What is needed is the number of lines below that contain the word "Duration", with no other output.

== Segment start ==

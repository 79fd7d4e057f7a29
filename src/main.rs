use std::sync::Arc;
use std::time::{Duration, Instant};

use crossterm::{
    event::{self, DisableMouseCapture, EnableMouseCapture, Event as CEvent},
    execute,
    terminal::{disable_raw_mode, enable_raw_mode, EnterAlternateScreen, LeaveAlternateScreen},
};
use ratatui::{backend::CrosstermBackend, Terminal};
use tokio::sync::{mpsc, Mutex};

use cognivo::api;
use cognivo::app::{App, AppScreen};
use cognivo::config::{get_config, initialize_config};
use cognivo::errors::CognivoResult;
use cognivo::key_handlers::handle_key;
use cognivo::logging::init_logging;
use cognivo::ui;

enum Event {
    Input(CEvent),
    Tick,
}

#[tokio::main]
async fn main() -> CognivoResult<()> {
    initialize_config()?;
    let config = get_config();
    let _logger = init_logging(&config.log_level)?;

    enable_raw_mode()?;
    let mut stdout = std::io::stdout();
    execute!(stdout, EnterAlternateScreen, EnableMouseCapture)?;
    let backend = CrosstermBackend::new(stdout);
    let mut terminal = Terminal::new(backend)?;

    let app = Arc::new(Mutex::new(App::new(config.max_log_entries)));
    let result = run_app(&mut terminal, app).await;

    disable_raw_mode()?;
    execute!(
        terminal.backend_mut(),
        LeaveAlternateScreen,
        DisableMouseCapture
    )?;
    terminal.show_cursor()?;

    result
}

async fn run_app(
    terminal: &mut Terminal<CrosstermBackend<std::io::Stdout>>,
    app: Arc<Mutex<App>>,
) -> CognivoResult<()> {
    let (tx, mut rx) = mpsc::channel::<Event>(100);

    // Input reader task; the tick keeps the spinner moving while a request
    // is in flight.
    tokio::spawn(async move {
        let mut last_tick = Instant::now();
        loop {
            let timeout = Duration::from_millis(100);
            if event::poll(timeout).unwrap_or(false) {
                if let Ok(ev) = event::read() {
                    if tx.send(Event::Input(ev)).await.is_err() {
                        return;
                    }
                }
            }
            if last_tick.elapsed() >= Duration::from_millis(250) {
                if tx.send(Event::Tick).await.is_err() {
                    return;
                }
                last_tick = Instant::now();
            }
        }
    });

    loop {
        {
            let mut guard = app.lock().await;
            if guard.screen == AppScreen::Quit {
                break;
            }
            terminal.draw(|f| ui::draw(f, &mut guard))?;
        }

        match rx.recv().await {
            Some(Event::Input(CEvent::Key(key))) => {
                let submission = {
                    let mut guard = app.lock().await;
                    handle_key(&mut guard, key)
                };
                if let Some(submission) = submission {
                    let clone = app.clone();
                    let webhook_url = get_config().webhook_url;
                    tokio::spawn(async move {
                        api::run_submission(clone, webhook_url, submission).await;
                    });
                }
            }
            Some(Event::Input(CEvent::Mouse(mouse))) => {
                let mut guard = app.lock().await;
                guard.handle_mouse(mouse);
            }
            Some(Event::Input(_)) => {}
            Some(Event::Tick) => {
                let mut guard = app.lock().await;
                guard.tick();
            }
            None => break,
        }
    }

    Ok(())
}
use std::sync::Arc;
use std::time::Instant;

use chrono::Utc;
use log::{info, warn};
use reqwest::multipart::{Form, Part};
use reqwest::Client;
use tokio::sync::Mutex;

use crate::app::App;
use crate::constants::REPLY_FALLBACK;
use crate::logging::log_api_call;
use crate::models::{ApiCallLog, Submission, SubmissionOutcome, WebhookReply};

/// Performs exactly one webhook call for a submission. Every failure mode
/// collapses into a [`SubmissionOutcome`]; nothing is propagated to the
/// caller. No retries, no timeout, no cancellation.
pub async fn submit(webhook_url: &str, submission: Submission) -> SubmissionOutcome {
    let payload_json = match serde_json::to_string(&submission.payload) {
        Ok(json) => json,
        Err(e) => {
            warn!("Failed to serialize payload: {}", e);
            return SubmissionOutcome::TransportFailure;
        }
    };

    let request_summary = format!(
        "task={} lang={} inputType={}",
        submission.payload.task,
        submission.payload.lang,
        submission.payload.input_type.as_str()
    );

    let mut form = Form::new().text("payload", payload_json);
    if let Some(attachment) = submission.attachment {
        let file_name = attachment.name.clone();
        let part = match Part::bytes(attachment.bytes)
            .file_name(file_name)
            .mime_str(&attachment.media_type)
        {
            Ok(part) => part,
            Err(e) => {
                warn!("Invalid attachment media type {}: {}", attachment.media_type, e);
                return SubmissionOutcome::TransportFailure;
            }
        };
        form = form.part("file", part);
    }

    let client = Client::new();
    let started = Instant::now();
    let response = match client.post(webhook_url).multipart(form).send().await {
        Ok(response) => response,
        Err(e) => {
            warn!("Webhook request failed: {}", e);
            log_api_call(&ApiCallLog {
                timestamp: Utc::now(),
                endpoint: webhook_url.to_string(),
                request_summary,
                response_status: 0,
                response_time_ms: started.elapsed().as_millis(),
            });
            return SubmissionOutcome::TransportFailure;
        }
    };

    let status = response.status().as_u16();
    log_api_call(&ApiCallLog {
        timestamp: Utc::now(),
        endpoint: webhook_url.to_string(),
        request_summary,
        response_status: status,
        response_time_ms: started.elapsed().as_millis(),
    });

    // The body is interpreted regardless of HTTP status: an error payload on
    // a 4xx/5xx still carries the backend's message.
    let reply: WebhookReply = match response.json().await {
        Ok(reply) => reply,
        Err(e) => {
            warn!("Webhook response was not valid JSON: {}", e);
            return SubmissionOutcome::TransportFailure;
        }
    };

    if let Some(error) = reply.error {
        info!("Webhook reported an error: {}", error);
        return SubmissionOutcome::BackendError(error);
    }

    SubmissionOutcome::Reply(reply.reply.unwrap_or_else(|| REPLY_FALLBACK.to_string()))
}

/// Drives one submission to completion against the shared app state. Spawned
/// as a task so the UI stays interactive while the request is in flight.
pub async fn run_submission(app: Arc<Mutex<App>>, webhook_url: String, submission: Submission) {
    {
        let mut guard = app.lock().await;
        guard.logs.add(format!(
            "Sending {} message to webhook...",
            submission.payload.task
        ));
    }

    let outcome = submit(&webhook_url, submission).await;

    let mut guard = app.lock().await;
    match &outcome {
        SubmissionOutcome::Reply(_) => guard.logs.add("Reply received".to_string()),
        SubmissionOutcome::BackendError(message) => {
            guard.logs.add(format!("Webhook error: {}", message));
        }
        SubmissionOutcome::TransportFailure => {
            guard.logs.add("Could not reach the webhook".to_string());
        }
    }
    guard.widget.complete_submission(outcome);
}

#[cfg(test)]
mod tests {
    use super::*;
    use crate::attachment::Attachment;
    use crate::models::{InputType, OutboundPayload};
    use serde_json::json;
    use wiremock::matchers::{body_string_contains, method, path};
    use wiremock::{Mock, MockServer, ResponseTemplate};

    fn text_submission(message: &str) -> Submission {
        Submission {
            payload: OutboundPayload {
                message: message.to_string(),
                task: "summarize".to_string(),
                lang: "en".to_string(),
                input_type: InputType::Text,
            },
            attachment: None,
        }
    }

    #[tokio::test]
    async fn test_submit_reply() {
        let server = MockServer::start().await;
        Mock::given(method("POST"))
            .and(path("/webhook"))
            .respond_with(ResponseTemplate::new(200).set_body_json(json!({ "reply": "X" })))
            .mount(&server)
            .await;

        let outcome = submit(&format!("{}/webhook", server.uri()), text_submission("hi")).await;
        assert_eq!(outcome, SubmissionOutcome::Reply("X".to_string()));
    }

    #[tokio::test]
    async fn test_submit_backend_error() {
        let server = MockServer::start().await;
        Mock::given(method("POST"))
            .and(path("/webhook"))
            .respond_with(ResponseTemplate::new(500).set_body_json(json!({ "error": "Y" })))
            .mount(&server)
            .await;

        let outcome = submit(&format!("{}/webhook", server.uri()), text_submission("hi")).await;
        assert_eq!(outcome, SubmissionOutcome::BackendError("Y".to_string()));
    }

    #[tokio::test]
    async fn test_submit_reply_fallback() {
        let server = MockServer::start().await;
        Mock::given(method("POST"))
            .and(path("/webhook"))
            .respond_with(ResponseTemplate::new(200).set_body_json(json!({})))
            .mount(&server)
            .await;

        let outcome = submit(&format!("{}/webhook", server.uri()), text_submission("hi")).await;
        assert_eq!(outcome, SubmissionOutcome::Reply(REPLY_FALLBACK.to_string()));
    }

    #[tokio::test]
    async fn test_submit_non_json_body() {
        let server = MockServer::start().await;
        Mock::given(method("POST"))
            .and(path("/webhook"))
            .respond_with(ResponseTemplate::new(200).set_body_string("<html>oops</html>"))
            .mount(&server)
            .await;

        let outcome = submit(&format!("{}/webhook", server.uri()), text_submission("hi")).await;
        assert_eq!(outcome, SubmissionOutcome::TransportFailure);
    }

    #[tokio::test]
    async fn test_submit_unreachable_server() {
        let server = MockServer::start().await;
        let uri = format!("{}/webhook", server.uri());
        drop(server);

        let outcome = submit(&uri, text_submission("hi")).await;
        assert_eq!(outcome, SubmissionOutcome::TransportFailure);
    }

    #[tokio::test]
    async fn test_submit_multipart_carries_payload_and_file() {
        let server = MockServer::start().await;
        Mock::given(method("POST"))
            .and(path("/webhook"))
            .and(body_string_contains("image+text"))
            .and(body_string_contains("cat.png"))
            .respond_with(ResponseTemplate::new(200).set_body_json(json!({ "reply": "ok" })))
            .expect(1)
            .mount(&server)
            .await;

        let submission = Submission {
            payload: OutboundPayload {
                message: "describe".to_string(),
                task: "explain".to_string(),
                lang: "en".to_string(),
                input_type: InputType::ImageText,
            },
            attachment: Some(Attachment {
                name: "cat.png".to_string(),
                media_type: "image/png".to_string(),
                bytes: b"png bytes".to_vec(),
            }),
        };

        let outcome = submit(&format!("{}/webhook", server.uri()), submission).await;
        assert_eq!(outcome, SubmissionOutcome::Reply("ok".to_string()));
    }
}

== Segment end ==

**Solution:** 3